Collection entries:

Segment Open

use async_trait::async_trait;
use chrono::{DateTime, Utc};
use sqlx::{sqlite::SqliteRow, Row, SqlitePool};

use super::traits::{StorageError, StorageResult};
use super::types::{Address, NewAddress, Skill, SkillId, UserId, UserProfile};

/// User account; companies and workers are both users
#[derive(Debug, Clone, PartialEq)]
pub struct User {
    pub id: UserId,
    pub name: String,
    pub email: String,
    pub password_hash: String,
    pub created_at: DateTime<Utc>,
}

/// User creation request (password already hashed)
#[derive(Debug)]
pub struct NewUser {
    pub name: String,
    pub email: String,
    pub password_hash: String,
}

/// User store trait
#[async_trait]
pub trait UserStore: Send + Sync {
    /// Create a new user; emails are unique
    async fn create_user(&self, user: NewUser) -> StorageResult<User>;

    async fn get_user(&self, id: UserId) -> StorageResult<User>;

    async fn get_user_by_email(&self, email: &str) -> StorageResult<User>;

    /// All users, oldest first
    async fn list_users(&self) -> StorageResult<Vec<User>>;

    /// Insert or replace the single address of a user
    async fn upsert_address(&self, user_id: UserId, address: NewAddress) -> StorageResult<Address>;

    async fn get_address(&self, user_id: UserId) -> StorageResult<Option<Address>>;

    /// Register a skill for a user. Attaching a skill twice is a no-op.
    async fn attach_skill(&self, user_id: UserId, skill_id: SkillId) -> StorageResult<()>;

    /// Skills of a user ordered by name
    async fn user_skills(&self, user_id: UserId) -> StorageResult<Vec<Skill>>;

    /// User with address and skills
    async fn get_profile(&self, user_id: UserId) -> StorageResult<UserProfile> {
        let user = self.get_user(user_id).await?;
        let address = self.get_address(user_id).await?;
        let skills = self.user_skills(user_id).await?;
        Ok(UserProfile {
            user,
            address,
            skills,
        })
    }
}

/// SQLite implementation of UserStore
pub struct SqliteUserStore {
    pool: SqlitePool,
}

impl SqliteUserStore {
    pub fn new(pool: SqlitePool) -> Self {
        Self { pool }
    }

    /// Initialize database schema for users, addresses and user skills
    pub async fn initialize(&self) -> StorageResult<()> {
        sqlx::query(
            r#"
            CREATE TABLE IF NOT EXISTS users (
                id INTEGER PRIMARY KEY AUTOINCREMENT,
                name VARCHAR(100) NOT NULL,
                email VARCHAR(255) UNIQUE NOT NULL,
                password_hash VARCHAR(255) NOT NULL,
                created_at TIMESTAMP NOT NULL
            )
            "#,
        )
        .execute(&self.pool)
        .await?;

        sqlx::query(
            r#"
            CREATE TABLE IF NOT EXISTS addresses (
                id INTEGER PRIMARY KEY AUTOINCREMENT,
                user_id INTEGER UNIQUE NOT NULL REFERENCES users(id) ON DELETE CASCADE,
                street VARCHAR(120) NOT NULL,
                city VARCHAR(80) NOT NULL,
                state VARCHAR(50) NOT NULL,
                zip_code VARCHAR(20) NOT NULL,
                latitude REAL NOT NULL,
                longitude REAL NOT NULL
            )
            "#,
        )
        .execute(&self.pool)
        .await?;

        sqlx::query(
            r#"
            CREATE TABLE IF NOT EXISTS user_skills (
                user_id INTEGER NOT NULL REFERENCES users(id) ON DELETE CASCADE,
                skill_id INTEGER NOT NULL REFERENCES skills(id) ON DELETE CASCADE,
                PRIMARY KEY (user_id, skill_id)
            )
            "#,
        )
        .execute(&self.pool)
        .await?;

        sqlx::query("CREATE INDEX IF NOT EXISTS idx_user_skills_skill ON user_skills(skill_id)")
            .execute(&self.pool)
            .await?;

        Ok(())
    }

    async fn ensure_user(&self, id: UserId) -> StorageResult<()> {
        sqlx::query("SELECT id FROM users WHERE id = ?")
            .bind(id)
            .fetch_optional(&self.pool)
            .await?
            .map(|_| ())
            .ok_or(StorageError::UserNotFound(id))
    }
}

fn user_from_row(row: &SqliteRow) -> User {
    User {
        id: row.get("id"),
        name: row.get("name"),
        email: row.get("email"),
        password_hash: row.get("password_hash"),
        created_at: row.get("created_at"),
    }
}

fn address_from_row(row: &SqliteRow) -> Address {
    Address {
        id: row.get("id"),
        user_id: row.get("user_id"),
        street: row.get("street"),
        city: row.get("city"),
        state: row.get("state"),
        zip_code: row.get("zip_code"),
        latitude: row.get("latitude"),
        longitude: row.get("longitude"),
    }
}

#[async_trait]
impl UserStore for SqliteUserStore {
    async fn create_user(&self, user: NewUser) -> StorageResult<User> {
        let now = Utc::now();

        let result = sqlx::query(
            r#"
            INSERT INTO users (name, email, password_hash, created_at)
            VALUES (?, ?, ?, ?)
            "#,
        )
        .bind(&user.name)
        .bind(&user.email)
        .bind(&user.password_hash)
        .bind(now)
        .execute(&self.pool)
        .await
        .map_err(|e| {
            if let Some(db_err) = e.as_database_error() {
                if db_err.is_unique_violation() {
                    return StorageError::DuplicateEmail(user.email.clone());
                }
            }
            StorageError::Database(e)
        })?;

        Ok(User {
            id: result.last_insert_rowid(),
            name: user.name,
            email: user.email,
            password_hash: user.password_hash,
            created_at: now,
        })
    }

    async fn get_user(&self, id: UserId) -> StorageResult<User> {
        let row = sqlx::query(
            "SELECT id, name, email, password_hash, created_at FROM users WHERE id = ?",
        )
        .bind(id)
        .fetch_optional(&self.pool)
        .await?
        .ok_or(StorageError::UserNotFound(id))?;

        Ok(user_from_row(&row))
    }

    async fn get_user_by_email(&self, email: &str) -> StorageResult<User> {
        let row = sqlx::query(
            "SELECT id, name, email, password_hash, created_at FROM users WHERE email = ?",
        )
        .bind(email)
        .fetch_optional(&self.pool)
        .await?
        .ok_or_else(|| StorageError::UserEmailNotFound(email.to_string()))?;

        Ok(user_from_row(&row))
    }

    async fn list_users(&self) -> StorageResult<Vec<User>> {
        let rows = sqlx::query(
            "SELECT id, name, email, password_hash, created_at FROM users ORDER BY created_at ASC, id ASC",
        )
        .fetch_all(&self.pool)
        .await?;

        Ok(rows.iter().map(user_from_row).collect())
    }

    async fn upsert_address(&self, user_id: UserId, address: NewAddress) -> StorageResult<Address> {
        self.ensure_user(user_id).await?;

        let row = sqlx::query(
            r#"
            INSERT INTO addresses (user_id, street, city, state, zip_code, latitude, longitude)
            VALUES (?, ?, ?, ?, ?, ?, ?)
            ON CONFLICT (user_id) DO UPDATE SET
                street = excluded.street,
                city = excluded.city,
                state = excluded.state,
                zip_code = excluded.zip_code,
                latitude = excluded.latitude,
                longitude = excluded.longitude
            RETURNING id, user_id, street, city, state, zip_code, latitude, longitude
            "#,
        )
        .bind(user_id)
        .bind(&address.street)
        .bind(&address.city)
        .bind(&address.state)
        .bind(&address.zip_code)
        .bind(address.latitude)
        .bind(address.longitude)
        .fetch_one(&self.pool)
        .await?;

        Ok(address_from_row(&row))
    }

    async fn get_address(&self, user_id: UserId) -> StorageResult<Option<Address>> {
        let row = sqlx::query(
            r#"
            SELECT id, user_id, street, city, state, zip_code, latitude, longitude
            FROM addresses
            WHERE user_id = ?
            "#,
        )
        .bind(user_id)
        .fetch_optional(&self.pool)
        .await?;

        Ok(row.as_ref().map(address_from_row))
    }

    async fn attach_skill(&self, user_id: UserId, skill_id: SkillId) -> StorageResult<()> {
        self.ensure_user(user_id).await?;

        sqlx::query("SELECT id FROM skills WHERE id = ?")
            .bind(skill_id)
            .fetch_optional(&self.pool)
            .await?
            .ok_or(StorageError::SkillNotFound(skill_id))?;

        sqlx::query("INSERT OR IGNORE INTO user_skills (user_id, skill_id) VALUES (?, ?)")
            .bind(user_id)
            .bind(skill_id)
            .execute(&self.pool)
            .await?;

        Ok(())
    }

    async fn user_skills(&self, user_id: UserId) -> StorageResult<Vec<Skill>> {
        let rows = sqlx::query(
            r#"
            SELECT s.id, s.name
            FROM skills s
            JOIN user_skills us ON us.skill_id = s.id
            WHERE us.user_id = ?
            ORDER BY s.name ASC
            "#,
        )
        .bind(user_id)
        .fetch_all(&self.pool)
        .await?;

        Ok(rows
            .into_iter()
            .map(|row| Skill {
                id: row.get("id"),
                name: row.get("name"),
            })
            .collect())
    }
}

#[cfg(test)]
mod tests {
    use super::*;
    use crate::storage::sqlite::test_pool;
    use crate::storage::{SkillStore, SqliteSkillStore};

    fn new_user(email: &str) -> NewUser {
        NewUser {
            name: "Maria Souza".to_string(),
            email: email.to_string(),
            password_hash: "$argon2id$fake".to_string(),
        }
    }

    fn address(street: &str, latitude: f64, longitude: f64) -> NewAddress {
        NewAddress {
            street: street.to_string(),
            city: "São Paulo".to_string(),
            state: "SP".to_string(),
            zip_code: "01310-100".to_string(),
            latitude,
            longitude,
        }
    }

    #[tokio::test]
    async fn test_create_and_lookup_user() {
        let store = SqliteUserStore::new(test_pool().await);

        let created = store.create_user(new_user("maria@obra.com")).await.unwrap();
        let by_id = store.get_user(created.id).await.unwrap();
        let by_email = store.get_user_by_email("maria@obra.com").await.unwrap();

        assert_eq!(by_id.email, "maria@obra.com");
        assert_eq!(by_email.id, created.id);
        assert_eq!(store.list_users().await.unwrap().len(), 1);
    }

    #[tokio::test]
    async fn test_duplicate_email_is_rejected() {
        let store = SqliteUserStore::new(test_pool().await);
        store.create_user(new_user("dup@obra.com")).await.unwrap();

        let err = store.create_user(new_user("dup@obra.com")).await.unwrap_err();
        assert!(matches!(err, StorageError::DuplicateEmail(email) if email == "dup@obra.com"));
    }

    #[tokio::test]
    async fn test_missing_user() {
        let store = SqliteUserStore::new(test_pool().await);

        assert!(matches!(
            store.get_user(99).await,
            Err(StorageError::UserNotFound(99))
        ));
        assert!(matches!(
            store.get_user_by_email("ghost@obra.com").await,
            Err(StorageError::UserEmailNotFound(_))
        ));
        assert!(matches!(
            store.upsert_address(99, address("Rua A", 0.0, 0.0)).await,
            Err(StorageError::UserNotFound(99))
        ));
    }

    #[tokio::test]
    async fn test_upsert_address_replaces_existing() {
        let store = SqliteUserStore::new(test_pool().await);
        let user = store.create_user(new_user("addr@obra.com")).await.unwrap();

        let first = store
            .upsert_address(user.id, address("Rua Augusta", -23.55, -46.63))
            .await
            .unwrap();
        let second = store
            .upsert_address(user.id, address("Avenida Paulista", -23.56, -46.65))
            .await
            .unwrap();

        assert_eq!(first.id, second.id);
        assert_eq!(second.street, "Avenida Paulista");
        let stored = store.get_address(user.id).await.unwrap().unwrap();
        assert_eq!(stored.latitude, -23.56);
    }

    #[tokio::test]
    async fn test_attach_skill_is_idempotent() {
        let pool = test_pool().await;
        let store = SqliteUserStore::new(pool.clone());
        let skills = SqliteSkillStore::new(pool);

        let user = store.create_user(new_user("skill@obra.com")).await.unwrap();
        let pintura = skills.create_skill("Pintura").await.unwrap();
        let alvenaria = skills.create_skill("Alvenaria").await.unwrap();

        store.attach_skill(user.id, pintura.id).await.unwrap();
        store.attach_skill(user.id, pintura.id).await.unwrap();
        store.attach_skill(user.id, alvenaria.id).await.unwrap();

        let names: Vec<String> = store
            .user_skills(user.id)
            .await
            .unwrap()
            .into_iter()
            .map(|s| s.name)
            .collect();
        assert_eq!(names, vec!["Alvenaria", "Pintura"]);

        assert!(matches!(
            store.attach_skill(user.id, 404).await,
            Err(StorageError::SkillNotFound(404))
        ));
    }

    #[tokio::test]
    async fn test_profile_combines_address_and_skills() {
        let pool = test_pool().await;
        let store = SqliteUserStore::new(pool.clone());
        let skills = SqliteSkillStore::new(pool);

        let user = store.create_user(new_user("perfil@obra.com")).await.unwrap();
        let profile = store.get_profile(user.id).await.unwrap();
        assert!(profile.address.is_none());
        assert!(profile.skills.is_empty());

        let eletrica = skills.create_skill("Elétrica").await.unwrap();
        store.attach_skill(user.id, eletrica.id).await.unwrap();
        store
            .upsert_address(user.id, address("Rua B", -22.9, -43.2))
            .await
            .unwrap();

        let profile = store.get_profile(user.id).await.unwrap();
        assert_eq!(profile.skills, vec![eletrica]);
        assert_eq!(profile.address.unwrap().user_id, user.id);
    }
}
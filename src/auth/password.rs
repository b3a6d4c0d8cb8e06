use argon2::{
    password_hash::{rand_core::OsRng, PasswordHash, PasswordHasher, PasswordVerifier, SaltString},
    Argon2,
};
use std::sync::OnceLock;

/// Password errors
#[derive(Debug, thiserror::Error)]
pub enum PasswordError {
    #[error("Password hashing failed")]
    HashingFailed,
    #[error("Invalid hash format")]
    InvalidHash,
}

/// Argon2id PHC string of `password` under a fresh random salt
pub fn hash_password(password: &str) -> Result<String, PasswordError> {
    let salt = SaltString::generate(&mut OsRng);
    let hash = Argon2::default()
        .hash_password(password.as_bytes(), &salt)
        .map_err(|_| PasswordError::HashingFailed)?;
    Ok(hash.to_string())
}

/// Check `password` against a stored PHC string. The parameters encoded in
/// the hash are used, so hashes from older settings keep verifying.
pub fn verify_password(password: &str, stored: &str) -> Result<bool, PasswordError> {
    let parsed = PasswordHash::new(stored).map_err(|_| PasswordError::InvalidHash)?;
    Ok(Argon2::default()
        .verify_password(password.as_bytes(), &parsed)
        .is_ok())
}

/// Spend the same argon2 work as a real verification and return `false`.
/// Used when the account does not exist, so both failures take as long.
pub fn verify_against_decoy(password: &str) -> bool {
    static DECOY: OnceLock<Option<String>> = OnceLock::new();

    if let Some(decoy) = DECOY.get_or_init(|| hash_password("geoobra-decoy-account").ok()) {
        let _ = verify_password(password, decoy);
    }
    false
}
use axum::{extract::State, http::StatusCode, Extension, Json};
use serde::{Deserialize, Serialize};
use std::sync::Arc;
use tracing::{info, warn};

use crate::auth::{hash_password, verify_against_decoy, verify_password, AuthenticatedUser};
use crate::handlers::{ApiError, UserRead};
use crate::state::ServerState;
use crate::storage::{NewUser, StorageError, UserProfile};
use crate::validation::{self, USER_NAME_LEN};

/// Signup request
#[derive(Debug, Deserialize)]
pub struct SignupRequest {
    pub name: String,
    pub email: String,
    pub password: String,
}

/// Login request
#[derive(Debug, Deserialize)]
pub struct LoginRequest {
    pub email: String,
    pub password: String,
}

/// Login response
#[derive(Debug, Serialize)]
pub struct LoginResponse {
    pub access_token: String,
    pub token_type: String,
    pub expires_in_seconds: u64,
}

fn invalid_credentials() -> ApiError {
    ApiError::Unauthorized("invalid credentials".to_string())
}

/// Create an account
pub async fn signup(
    State(state): State<Arc<ServerState>>,
    Json(request): Json<SignupRequest>,
) -> Result<(StatusCode, Json<UserRead>), ApiError> {
    let name = validation::text_field("name", &request.name, USER_NAME_LEN)?;
    let email = validation::email(&request.email)?;
    validation::password(&request.password)?;

    let password_hash = hash_password(&request.password)?;
    let user = state
        .user_store
        .create_user(NewUser {
            name,
            email,
            password_hash,
        })
        .await?;

    info!("New user registered: {} (id {})", user.email, user.id);

    let profile = UserProfile {
        user,
        address: None,
        skills: Vec::new(),
    };
    Ok((StatusCode::CREATED, Json(profile.into())))
}

/// Exchange email and password for a bearer token
pub async fn login(
    State(state): State<Arc<ServerState>>,
    Json(request): Json<LoginRequest>,
) -> Result<Json<LoginResponse>, ApiError> {
    let email = validation::email(&request.email)?;
    validation::password(&request.password)?;

    let user = match state.user_store.get_user_by_email(&email).await {
        Ok(user) => user,
        Err(StorageError::UserEmailNotFound(_)) => {
            verify_against_decoy(&request.password);
            warn!("Login attempt for unknown user: {}", email);
            return Err(invalid_credentials());
        }
        Err(e) => return Err(e.into()),
    };

    if !verify_password(&request.password, &user.password_hash)? {
        warn!("Invalid password for user: {}", email);
        return Err(invalid_credentials());
    }

    let (token, _expires_at) = state.auth_state.session_manager.create_session(user.id);
    info!("User {} logged in successfully", user.email);

    Ok(Json(LoginResponse {
        access_token: token,
        token_type: "bearer".to_string(),
        expires_in_seconds: state.auth_state.session_manager.timeout_seconds(),
    }))
}

/// Profile of the authenticated caller
pub async fn current_session(
    State(state): State<Arc<ServerState>>,
    Extension(caller): Extension<AuthenticatedUser>,
) -> Result<Json<UserRead>, ApiError> {
    let profile = match state.user_store.get_profile(caller.user_id).await {
        Ok(profile) => profile,
        // Session outlived its account
        Err(StorageError::UserNotFound(_)) => {
            state.auth_state.session_manager.revoke_session(&caller.token);
            return Err(ApiError::Unauthorized(
                "invalid authentication credentials".to_string(),
            ));
        }
        Err(e) => return Err(e.into()),
    };

    Ok(Json(profile.into()))
}

/// Revoke the token used for this request
pub async fn logout(
    State(state): State<Arc<ServerState>>,
    Extension(caller): Extension<AuthenticatedUser>,
) -> StatusCode {
    state.auth_state.session_manager.revoke_session(&caller.token);
    info!("User {} logged out (session {})", caller.user_id, caller.session_id);
    StatusCode::NO_CONTENT
}
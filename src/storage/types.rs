use chrono::{DateTime, Utc};
use serde::Serialize;

use crate::storage::users::User;

pub type UserId = i64;
pub type SkillId = i64;
pub type JobId = i64;

/// A named capability held by workers and required by jobs
#[derive(Debug, Clone, PartialEq, Eq, Serialize)]
pub struct Skill {
    pub id: SkillId,
    pub name: String,
}

/// Postal address and coordinates of a user (at most one per user)
#[derive(Debug, Clone, PartialEq, Serialize)]
pub struct Address {
    pub id: i64,
    #[serde(skip_serializing)]
    pub user_id: UserId,
    pub street: String,
    pub city: String,
    pub state: String,
    pub zip_code: String,
    pub latitude: f64,
    pub longitude: f64,
}

/// Validated address fields to store for a user
#[derive(Debug, Clone)]
pub struct NewAddress {
    pub street: String,
    pub city: String,
    pub state: String,
    pub zip_code: String,
    pub latitude: f64,
    pub longitude: f64,
}

/// Job posted by a company
#[derive(Debug, Clone, PartialEq)]
pub struct Job {
    pub id: JobId,
    pub title: String,
    pub description: String,
    pub company_id: UserId,
    pub latitude: Option<f64>,
    pub longitude: Option<f64>,
    pub created_at: DateTime<Utc>,
}

/// Validated job fields; `skill_ids` may contain duplicates
#[derive(Debug, Clone)]
pub struct NewJob {
    pub title: String,
    pub description: String,
    pub latitude: Option<f64>,
    pub longitude: Option<f64>,
    pub skill_ids: Vec<SkillId>,
}

/// User with the address and skills shown in API responses
#[derive(Debug, Clone)]
pub struct UserProfile {
    pub user: User,
    pub address: Option<Address>,
    pub skills: Vec<Skill>,
}
//! Ranking of workers against a job by skill coverage and distance.

mod geo;
mod ranking;

pub use geo::{haversine_km, GeoPoint, EARTH_RADIUS_KM};
pub use ranking::{list_job_matches, rank_candidates, JobMatch, MatchCandidate, Page};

Segment Closed

Task item: Among the lines above, find those that contain the word "false" and copy them.

Expected output:
/// Spend the same argon2 work as a real verification and return `false`.
    false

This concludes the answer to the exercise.